**Problem**: Take the data below and filter it for lines containing the word "during"; show each line found.

Task inputs below:

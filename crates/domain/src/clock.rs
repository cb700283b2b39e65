//! Time source for order timestamps.
//!
//! Order fingerprints are derived from `updated_at`, so every mutation
//! needs a timestamp strictly greater than the last one. The repository
//! takes its clock as a dependency instead of reading the wall clock.

use std::sync::{Arc, Mutex};

use chrono::{DateTime, Duration, DurationRound, Utc};

/// Smallest step between two timestamps. Matches PostgreSQL precision.
pub const TICK: Duration = Duration::microseconds(1);

/// A source of timestamps.
pub trait Clock: Send + Sync {
    /// Returns the current time, truncated to microseconds.
    fn now(&self) -> DateTime<Utc>;
}

impl<T: Clock + ?Sized> Clock for Arc<T> {
    fn now(&self) -> DateTime<Utc> {
        (**self).now()
    }
}

/// Truncates a timestamp to microsecond precision.
pub fn truncate(at: DateTime<Utc>) -> DateTime<Utc> {
    at.duration_trunc(TICK).unwrap_or(at)
}

/// Wall clock that never repeats or goes backward.
///
/// If the wall clock stalls (low resolution) or steps backward, the
/// returned time advances by one tick past the previous reading.
#[derive(Debug)]
pub struct MonotonicClock {
    last: Mutex<DateTime<Utc>>,
}

impl MonotonicClock {
    pub fn new() -> Self {
        Self {
            last: Mutex::new(DateTime::<Utc>::MIN_UTC),
        }
    }
}

impl Default for MonotonicClock {
    fn default() -> Self {
        Self::new()
    }
}

impl Clock for MonotonicClock {
    fn now(&self) -> DateTime<Utc> {
        let wall = truncate(Utc::now());
        let mut last = self.last.lock().unwrap_or_else(|e| e.into_inner());

        let next = if wall > *last { wall } else { *last + TICK };
        *last = next;
        next
    }
}

/// Manually driven clock for tests. Time only moves when told to.
#[derive(Debug)]
pub struct ManualClock {
    now: Mutex<DateTime<Utc>>,
}

impl ManualClock {
    /// Creates a clock frozen at `start`.
    pub fn at(start: DateTime<Utc>) -> Self {
        Self {
            now: Mutex::new(truncate(start)),
        }
    }

    /// Creates a clock frozen at the current wall time.
    pub fn frozen() -> Self {
        Self::at(Utc::now())
    }

    /// Moves the clock forward (or backward, for a negative duration).
    pub fn advance(&self, by: Duration) {
        let mut now = self.now.lock().unwrap_or_else(|e| e.into_inner());
        *now = truncate(*now + by);
    }

    /// Sets the clock to an exact time.
    pub fn set(&self, at: DateTime<Utc>) {
        *self.now.lock().unwrap_or_else(|e| e.into_inner()) = truncate(at);
    }
}

impl Clock for ManualClock {
    fn now(&self) -> DateTime<Utc> {
        *self.now.lock().unwrap_or_else(|e| e.into_inner())
    }
}
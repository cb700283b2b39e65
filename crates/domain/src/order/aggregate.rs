//! Order aggregate implementation.

use chrono::{DateTime, Utc};
use common::{CatalogRef, LineItemId, OrderId};
use order_store::OrderRecord;
use serde::{Deserialize, Serialize};

use super::{LineItem, Money, OrderError, PriceList, ResolvedItem, can_archive};
use crate::clock::TICK;
use crate::conditional::Fingerprint;

/// Everything a create or update supplies, already resolved against the catalog.
#[derive(Debug, Clone, PartialEq, Eq)]
pub struct ResolvedOrder {
    pub location: CatalogRef,
    pub status: CatalogRef,
    pub items: Vec<ResolvedItem>,
}

/// Order aggregate root.
///
/// Owns its line items: every revision replaces the whole item list and
/// hands out fresh item ids. Mutations return a new value and leave the
/// loaded one untouched, so the caller still knows which `updated_at` it
/// read when it writes back.
#[derive(Debug, Clone, PartialEq, Eq, Serialize, Deserialize)]
pub struct Order {
    id: OrderId,
    location: CatalogRef,
    status: CatalogRef,
    items: Vec<LineItem>,
    total: Money,
    created_at: DateTime<Utc>,
    updated_at: DateTime<Utc>,
}

impl Order {
    /// Builds a new order stamped with `now` for both timestamps.
    pub fn create(
        id: OrderId,
        resolved: ResolvedOrder,
        now: DateTime<Utc>,
        prices: &PriceList,
    ) -> Self {
        let items = assign_ids(resolved.items);
        Self {
            id,
            location: resolved.location,
            status: resolved.status,
            total: prices.total(&items),
            items,
            created_at: now,
            updated_at: now,
        }
    }

    /// Replaces location, status and items wholesale.
    ///
    /// No transition guard applies here, and an unchanged revision still
    /// advances `updated_at`.
    pub fn revise(
        &self,
        resolved: ResolvedOrder,
        now: DateTime<Utc>,
        prices: &PriceList,
    ) -> Self {
        let items = assign_ids(resolved.items);
        Self {
            id: self.id,
            location: resolved.location,
            status: resolved.status,
            total: prices.total(&items),
            items,
            created_at: self.created_at,
            updated_at: self.next_updated_at(now),
        }
    }

    /// Moves the order to `cancelled` if its status allows it.
    ///
    /// The total and items are kept.
    pub fn archive(&self, cancelled: CatalogRef, now: DateTime<Utc>) -> Result<Self, OrderError> {
        if !can_archive(self.status.name()) {
            return Err(OrderError::ArchiveConflict {
                status: self.status.name().to_string(),
            });
        }

        Ok(Self {
            status: cancelled,
            updated_at: self.next_updated_at(now),
            ..self.clone()
        })
    }

    /// `now`, or one tick past the current `updated_at` if the clock lags.
    fn next_updated_at(&self, now: DateTime<Utc>) -> DateTime<Utc> {
        now.max(self.updated_at + TICK)
    }

    pub fn id(&self) -> OrderId {
        self.id
    }

    pub fn location(&self) -> &CatalogRef {
        &self.location
    }

    pub fn status(&self) -> &CatalogRef {
        &self.status
    }

    pub fn items(&self) -> &[LineItem] {
        &self.items
    }

    pub fn total(&self) -> Money {
        self.total
    }

    pub fn created_at(&self) -> DateTime<Utc> {
        self.created_at
    }

    pub fn updated_at(&self) -> DateTime<Utc> {
        self.updated_at
    }

    /// Returns true if the order could be archived right now.
    pub fn is_archivable(&self) -> bool {
        can_archive(self.status.name())
    }

    /// The order's change token.
    pub fn fingerprint(&self) -> Fingerprint {
        Fingerprint::for_order(self.id, self.updated_at)
    }

    /// Persisted shape of the order.
    pub fn to_record(&self) -> OrderRecord {
        OrderRecord {
            id: self.id,
            location: self.location.clone(),
            status: self.status.clone(),
            items: self.items.iter().cloned().map(Into::into).collect(),
            total_cents: self.total.cents(),
            created_at: self.created_at,
            updated_at: self.updated_at,
        }
    }
}

impl From<OrderRecord> for Order {
    fn from(record: OrderRecord) -> Self {
        Self {
            id: record.id,
            location: record.location,
            status: record.status,
            items: record.items.into_iter().map(Into::into).collect(),
            total: Money::from_cents(record.total_cents),
            created_at: record.created_at,
            updated_at: record.updated_at,
        }
    }
}

fn assign_ids(items: Vec<ResolvedItem>) -> Vec<LineItem> {
    items
        .into_iter()
        .map(|item| item.into_line_item(LineItemId::new()))
        .collect()
}
//! Order lifecycle.

use serde::{Deserialize, Serialize};

use super::Order;

/// The status of an order in its lifecycle.
///
/// Any status can be written by a whole-order update. Only archiving is
/// guarded:
/// ```text
/// Pending ──┬──► Cancelled
/// Paid ─────┘
///
/// Served, Collected, Cancelled ──✗ (archive conflicts)
/// ```
#[derive(Debug, Clone, Copy, PartialEq, Eq, Hash, Serialize, Deserialize, Default)]
#[serde(rename_all = "snake_case")]
pub enum OrderStatus {
    /// Order has been placed.
    #[default]
    Pending,

    /// Order has been paid for.
    Paid,

    /// Drinks have been handed over the counter.
    Served,

    /// Customer has collected the order.
    Collected,

    /// Order was archived.
    Cancelled,
}

impl OrderStatus {
    /// Every status the catalog is seeded with.
    pub const ALL: &'static [OrderStatus] = &[
        OrderStatus::Pending,
        OrderStatus::Paid,
        OrderStatus::Served,
        OrderStatus::Collected,
        OrderStatus::Cancelled,
    ];

    /// Returns the catalog name of the status.
    pub fn as_str(&self) -> &'static str {
        match self {
            OrderStatus::Pending => "pending",
            OrderStatus::Paid => "paid",
            OrderStatus::Served => "served",
            OrderStatus::Collected => "collected",
            OrderStatus::Cancelled => "cancelled",
        }
    }

    /// Parses a catalog name.
    pub fn parse(name: &str) -> Option<Self> {
        Self::ALL.iter().copied().find(|status| status.as_str() == name)
    }

    /// Returns true if the order can be archived from this status.
    pub fn is_archivable(&self) -> bool {
        matches!(self, OrderStatus::Pending | OrderStatus::Paid)
    }
}

impl std::fmt::Display for OrderStatus {
    fn fmt(&self, f: &mut std::fmt::Formatter<'_>) -> std::fmt::Result {
        write!(f, "{}", self.as_str())
    }
}

/// Archive guard over a catalog status name.
///
/// Names outside the fixed enumeration (a catalog may carry more) are
/// archivable; only served, collected and cancelled block it.
pub fn can_archive(status_name: &str) -> bool {
    OrderStatus::parse(status_name).is_none_or(|status| status.is_archivable())
}

/// Result of archiving an order.
///
/// Keeps "not found" apart from "found but not archivable".
#[derive(Debug, Clone, PartialEq, Eq)]
pub enum ArchiveOutcome {
    /// The order is now cancelled.
    Archived(Order),
    /// The order exists but its status blocks archiving.
    Conflict { status: String },
    /// No order with that id.
    NotFound,
}

impl ArchiveOutcome {
    pub fn is_archived(&self) -> bool {
        matches!(self, ArchiveOutcome::Archived(_))
    }
}
use criterion::{Criterion, criterion_group, criterion_main};
use domain::{
    CreateOrder, LineItemRequest, OrderRepository, UpdateOrder, Validator, seed_catalog,
};
use order_store::{InMemoryCatalog, InMemoryOrderStore};

fn items() -> Vec<LineItemRequest> {
    vec![
        LineItemRequest::new("latte", "medium")
            .with_milk("skim")
            .with_quantity(2),
        LineItemRequest::new("espresso", "small").with_shot("double"),
    ]
}

fn create_repository(
    rt: &tokio::runtime::Runtime,
) -> OrderRepository<InMemoryOrderStore, InMemoryCatalog> {
    let catalog = InMemoryCatalog::new();
    rt.block_on(async { seed_catalog(&catalog).await.unwrap() });
    OrderRepository::new(InMemoryOrderStore::new(), catalog)
}

fn bench_create_order(c: &mut Criterion) {
    let rt = tokio::runtime::Runtime::new().unwrap();
    let repository = create_repository(&rt);

    c.bench_function("domain/create_order", |b| {
        b.iter(|| {
            rt.block_on(async {
                repository
                    .create(CreateOrder::new("take away", items()))
                    .await
                    .unwrap();
            });
        });
    });
}

fn bench_conditional_update(c: &mut Criterion) {
    let rt = tokio::runtime::Runtime::new().unwrap();
    let repository = create_repository(&rt);
    let order = rt.block_on(async {
        repository
            .create(CreateOrder::new("take away", items()))
            .await
            .unwrap()
    });

    c.bench_function("domain/conditional_update", |b| {
        b.iter(|| {
            rt.block_on(async {
                let current = repository.fingerprint(order.id()).await.unwrap().unwrap();
                repository
                    .update(
                        UpdateOrder::new(order.id(), "in shop", "paid", items())
                            .if_match(Validator::exact(current)),
                    )
                    .await
                    .unwrap();
            });
        });
    });
}

fn bench_collection_fingerprint(c: &mut Criterion) {
    let rt = tokio::runtime::Runtime::new().unwrap();
    let repository = create_repository(&rt);
    rt.block_on(async {
        for _ in 0..1_000 {
            repository
                .create(CreateOrder::new("take away", items()))
                .await
                .unwrap();
        }
    });

    c.bench_function("domain/collection_fingerprint_1000", |b| {
        b.iter(|| {
            rt.block_on(async {
                repository.collection_fingerprint().await.unwrap();
            });
        });
    });
}

criterion_group!(
    benches,
    bench_create_order,
    bench_conditional_update,
    bench_collection_fingerprint
);
criterion_main!(benches);
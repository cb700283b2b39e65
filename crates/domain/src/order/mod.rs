//! Order aggregate and related types.

mod aggregate;
mod commands;
mod repository;
mod resolver;
mod state;
mod value_objects;

pub use aggregate::{Order, ResolvedOrder};
pub use commands::{ArchiveOrder, CreateOrder, UpdateOrder};
pub use repository::OrderRepository;
pub use resolver::{LineItemResolver, MAX_QUANTITY};
pub use state::{ArchiveOutcome, OrderStatus, can_archive};
pub use value_objects::{LineItem, LineItemRequest, Money, PriceList, ResolvedItem};

use common::CatalogKind;
use thiserror::Error;

/// Errors that can occur during order operations.
#[derive(Debug, Error)]
pub enum OrderError {
    /// A referenced catalog name does not exist.
    #[error("Unknown {kind}: {name}")]
    UnknownCatalogValue { kind: CatalogKind, name: String },

    /// Invalid quantity.
    #[error("Invalid quantity: {quantity} (must be between 1 and 2147483647)")]
    InvalidQuantity { quantity: i64 },

    /// The order exists but its status does not allow cancelling it.
    #[error("Order cannot be archived from {status} status")]
    ArchiveConflict { status: String },
}
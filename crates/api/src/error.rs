//! API error types with HTTP response mapping.

use axum::http::StatusCode;
use axum::response::{IntoResponse, Response};
use domain::{DomainError, OrderError};
use order_store::StoreError;

/// API-level error type that maps to HTTP responses.
#[derive(Debug)]
pub enum ApiError {
    /// Resource not found.
    NotFound(String),
    /// Bad request from the client.
    BadRequest(String),
    /// The order exists but cannot be archived from its status.
    ArchiveConflict(String),
    /// Domain logic error.
    Domain(DomainError),
}

impl IntoResponse for ApiError {
    fn into_response(self) -> Response {
        let (status, message) = match self {
            ApiError::NotFound(msg) => (StatusCode::NOT_FOUND, msg),
            ApiError::BadRequest(msg) => (StatusCode::BAD_REQUEST, msg),
            ApiError::ArchiveConflict(msg) => (StatusCode::METHOD_NOT_ALLOWED, msg),
            ApiError::Domain(err) => domain_error_to_response(err),
        };

        let body = serde_json::json!({ "error": message });
        (status, axum::Json(body)).into_response()
    }
}

fn domain_error_to_response(err: DomainError) -> (StatusCode, String) {
    match &err {
        DomainError::Order(order_err) => match order_err {
            OrderError::UnknownCatalogValue { .. } | OrderError::InvalidQuantity { .. } => {
                (StatusCode::UNPROCESSABLE_ENTITY, err.to_string())
            }
            OrderError::ArchiveConflict { .. } => (StatusCode::METHOD_NOT_ALLOWED, err.to_string()),
        },
        DomainError::OrderNotFound(_) => (StatusCode::NOT_FOUND, err.to_string()),
        DomainError::PreconditionFailed { .. } => {
            (StatusCode::PRECONDITION_FAILED, err.to_string())
        }
        DomainError::Store(StoreError::DuplicateOrder(_)) => {
            (StatusCode::CONFLICT, err.to_string())
        }
        DomainError::Store(_) => {
            tracing::error!(error = %err, "internal server error");
            (StatusCode::INTERNAL_SERVER_ERROR, err.to_string())
        }
    }
}

impl From<DomainError> for ApiError {
    fn from(err: DomainError) -> Self {
        ApiError::Domain(err)
    }
}

impl From<StoreError> for ApiError {
    fn from(err: StoreError) -> Self {
        ApiError::Domain(err.into())
    }
}

#[cfg(test)]
mod tests {
    use common::{CatalogKind, OrderId};

    use super::*;

    fn status_of(err: ApiError) -> StatusCode {
        err.into_response().status()
    }

    #[test]
    fn test_domain_errors_map_to_distinct_statuses() {
        let id = OrderId::new();

        assert_eq!(
            status_of(
                DomainError::from(OrderError::UnknownCatalogValue {
                    kind: CatalogKind::Product,
                    name: "unicorn-frappe".to_string(),
                })
                .into()
            ),
            StatusCode::UNPROCESSABLE_ENTITY
        );
        assert_eq!(
            status_of(DomainError::from(OrderError::InvalidQuantity { quantity: 0 }).into()),
            StatusCode::UNPROCESSABLE_ENTITY
        );
        assert_eq!(
            status_of(DomainError::OrderNotFound(id).into()),
            StatusCode::NOT_FOUND
        );
        assert_eq!(
            status_of(DomainError::PreconditionFailed { order_id: id }.into()),
            StatusCode::PRECONDITION_FAILED
        );
        assert_eq!(
            status_of(ApiError::ArchiveConflict("served".to_string())),
            StatusCode::METHOD_NOT_ALLOWED
        );
        assert_eq!(
            status_of(StoreError::DuplicateOrder(id).into()),
            StatusCode::CONFLICT
        );
    }
}
use chrono::{DateTime, Utc};
use serde::{Deserialize, Serialize};

use crate::{CatalogRef, LineItemId, OrderId};

/// Persisted shape of a line item.
///
/// Every line item belongs to exactly one order and is stored with it.
#[derive(Debug, Clone, PartialEq, Eq, Serialize, Deserialize)]
pub struct LineItemRecord {
    pub id: LineItemId,
    pub product: CatalogRef,
    pub size: CatalogRef,
    pub milk: CatalogRef,
    pub espresso_shot: CatalogRef,
    pub quantity: u32,
}

/// Persisted shape of an order together with its line items.
///
/// The store writes the order row and its items as one unit: replacing a
/// record discards every previously stored item of that order.
#[derive(Debug, Clone, PartialEq, Eq, Serialize, Deserialize)]
pub struct OrderRecord {
    pub id: OrderId,
    pub location: CatalogRef,
    pub status: CatalogRef,
    pub items: Vec<LineItemRecord>,
    /// Order total in cents.
    pub total_cents: i64,
    pub created_at: DateTime<Utc>,
    pub updated_at: DateTime<Utc>,
}
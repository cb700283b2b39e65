//! Domain layer for the order service.
//!
//! This crate provides:
//! - Catalog seed values and name resolution for line items
//! - The order aggregate and its archive guard
//! - The order repository with optimistic, fingerprint-guarded writes
//! - Fingerprints and validators for conditional requests

pub mod catalog;
pub mod clock;
pub mod conditional;
pub mod error;
pub mod order;

pub use catalog::{ConsumeLocation, EspressoShot, Milk, Product, Size, seed_catalog, seed_entries};
pub use clock::{Clock, ManualClock, MonotonicClock};
pub use conditional::{EntityTag, Fingerprint, ReadDecision, Validator, precondition_holds};
pub use error::DomainError;
pub use order::{
    ArchiveOrder, ArchiveOutcome, CreateOrder, LineItem, LineItemRequest, LineItemResolver, Money,
    MAX_QUANTITY, Order, OrderError, OrderRepository, OrderStatus, PriceList, ResolvedItem,
    ResolvedOrder, UpdateOrder, can_archive,
};
use chrono::{DateTime, Utc};
use thiserror::Error;

use crate::OrderId;

/// Errors that can occur when interacting with the order store.
#[derive(Debug, Error)]
pub enum StoreError {
    /// The order was modified since the caller last read it.
    /// The expected `updated_at` did not match the stored one.
    #[error(
        "Precondition failed for order {order_id}: expected updated_at {expected}, found {actual}"
    )]
    PreconditionFailed {
        order_id: OrderId,
        expected: DateTime<Utc>,
        actual: DateTime<Utc>,
    },

    /// The order was not found in the store.
    #[error("Order not found: {0}")]
    OrderNotFound(OrderId),

    /// An order with this ID already exists.
    #[error("Order already exists: {0}")]
    DuplicateOrder(OrderId),

    /// A line item quantity does not fit the storage column.
    #[error("Quantity {quantity} out of range for order {order_id}")]
    QuantityOutOfRange { order_id: OrderId, quantity: u32 },

    /// A database error occurred.
    #[error("Database error: {0}")]
    Database(#[from] sqlx::Error),

    /// A database migration error occurred.
    #[error("Migration error: {0}")]
    Migration(#[from] sqlx::migrate::MigrateError),
}

/// Result type for store operations.
pub type Result<T> = std::result::Result<T, StoreError>;
// Copyright (c) 2026 100monkeys.ai
// SPDX-License-Identifier: AGPL-3.0

//! Knowledge graph entities for the Cortex
//!
//! Nodes carry a typed payload plus the access statistics the importance
//! score is derived from. Edges are directed, weighted relations; a
//! bidirectional edge is reachable from both endpoints during traversal.

use chrono::{DateTime, Utc};
use serde::{Deserialize, Serialize};
use serde_json::Value;
use std::collections::BTreeSet;
use std::fmt;
use thiserror::Error;
use uuid::Uuid;

/// Node identifier in the knowledge graph
#[derive(Debug, Clone, Copy, PartialEq, Eq, Hash, PartialOrd, Ord, Serialize, Deserialize)]
pub struct NodeId(pub Uuid);

impl NodeId {
    pub fn new() -> Self {
        Self(Uuid::new_v4())
    }
}

impl Default for NodeId {
    fn default() -> Self {
        Self::new()
    }
}

impl fmt::Display for NodeId {
    fn fmt(&self, f: &mut fmt::Formatter<'_>) -> fmt::Result {
        write!(f, "{}", self.0)
    }
}

/// Edge identifier in the knowledge graph
#[derive(Debug, Clone, Copy, PartialEq, Eq, Hash, Serialize, Deserialize)]
pub struct EdgeId(pub Uuid);

impl EdgeId {
    pub fn new() -> Self {
        Self(Uuid::new_v4())
    }
}

impl Default for EdgeId {
    fn default() -> Self {
        Self::new()
    }
}

impl fmt::Display for EdgeId {
    fn fmt(&self, f: &mut fmt::Formatter<'_>) -> fmt::Result {
        write!(f, "{}", self.0)
    }
}

/// Kind of knowledge a node records
#[derive(Debug, Clone, Copy, PartialEq, Eq, Hash, Serialize, Deserialize)]
#[serde(rename_all = "snake_case")]
pub enum NodeKind {
    Concept,
    Fact,
    Pattern,
    Rule,
    Experience,
    Prediction,
}

impl NodeKind {
    pub fn as_str(&self) -> &'static str {
        match self {
            NodeKind::Concept => "concept",
            NodeKind::Fact => "fact",
            NodeKind::Pattern => "pattern",
            NodeKind::Rule => "rule",
            NodeKind::Experience => "experience",
            NodeKind::Prediction => "prediction",
        }
    }
}

/// Type of relation an edge expresses
#[derive(Debug, Clone, Copy, PartialEq, Eq, Hash, Serialize, Deserialize)]
#[serde(rename_all = "snake_case")]
pub enum RelationKind {
    Causal,
    Similarity,
    Temporal,
    Hierarchical,
    Inference,
}

/// Node in the knowledge graph
#[derive(Debug, Clone, Serialize, Deserialize)]
pub struct MemoryNode {
    pub id: NodeId,
    pub kind: NodeKind,
    pub payload: Value,
    pub confidence: f64,
    pub created_at: DateTime<Utc>,
    pub origin: String,
    pub tags: BTreeSet<String>,
    pub access_count: u64,
    pub last_accessed_at: DateTime<Utc>,
    pub importance: f64,
    /// Adjacent node ids (back-references maintained by edge creation).
    pub adjacency: Vec<NodeId>,
}

impl MemoryNode {
    /// Add a neighbour unless it is already present.
    pub(crate) fn link(&mut self, neighbour: NodeId) {
        if !self.adjacency.contains(&neighbour) {
            self.adjacency.push(neighbour);
        }
    }
}

/// Edge in the knowledge graph
#[derive(Debug, Clone, Serialize, Deserialize)]
pub struct MemoryEdge {
    pub id: EdgeId,
    pub from: NodeId,
    pub to: NodeId,
    pub kind: RelationKind,
    pub weight: f64,
    pub bidirectional: bool,
    pub created_at: DateTime<Utc>,
}

/// Input for [`crate::application::MemoryGraph::add_node`].
#[derive(Debug, Clone)]
pub struct NewNode {
    pub kind: NodeKind,
    pub payload: Value,
    pub confidence: f64,
    pub origin: String,
    pub tags: BTreeSet<String>,
    /// Importance to seed before the node is first read. Falls back to the
    /// confidence-only score when absent.
    pub importance: Option<f64>,
}

impl NewNode {
    pub fn new(kind: NodeKind, payload: Value, confidence: f64, origin: impl Into<String>) -> Self {
        Self {
            kind,
            payload,
            confidence: clamp_unit(confidence),
            origin: origin.into(),
            tags: BTreeSet::new(),
            importance: None,
        }
    }

    pub fn with_tags<I, S>(mut self, tags: I) -> Self
    where
        I: IntoIterator<Item = S>,
        S: Into<String>,
    {
        self.tags.extend(tags.into_iter().map(Into::into));
        self
    }

    pub fn with_importance(mut self, importance: f64) -> Self {
        self.importance = Some(clamp_unit(importance));
        self
    }
}

#[derive(Debug, Error, Clone, PartialEq, Eq)]
pub enum CortexError {
    #[error("Unknown node: {0}")]
    UnknownNode(NodeId),
    #[error("Node not found: {0}")]
    NodeNotFound(NodeId),
    #[error("Snapshot I/O failed: {0}")]
    Snapshot(String),
}

/// Clamp into [0, 1]; NaN collapses to 0.
pub fn clamp_unit(value: f64) -> f64 {
    if value.is_nan() {
        0.0
    } else {
        value.clamp(0.0, 1.0)
    }
}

End of Task inputs.

**Task result**:
/// Errors that can occur during order operations.
//! bidirectional edge is reachable from both endpoints during traversal.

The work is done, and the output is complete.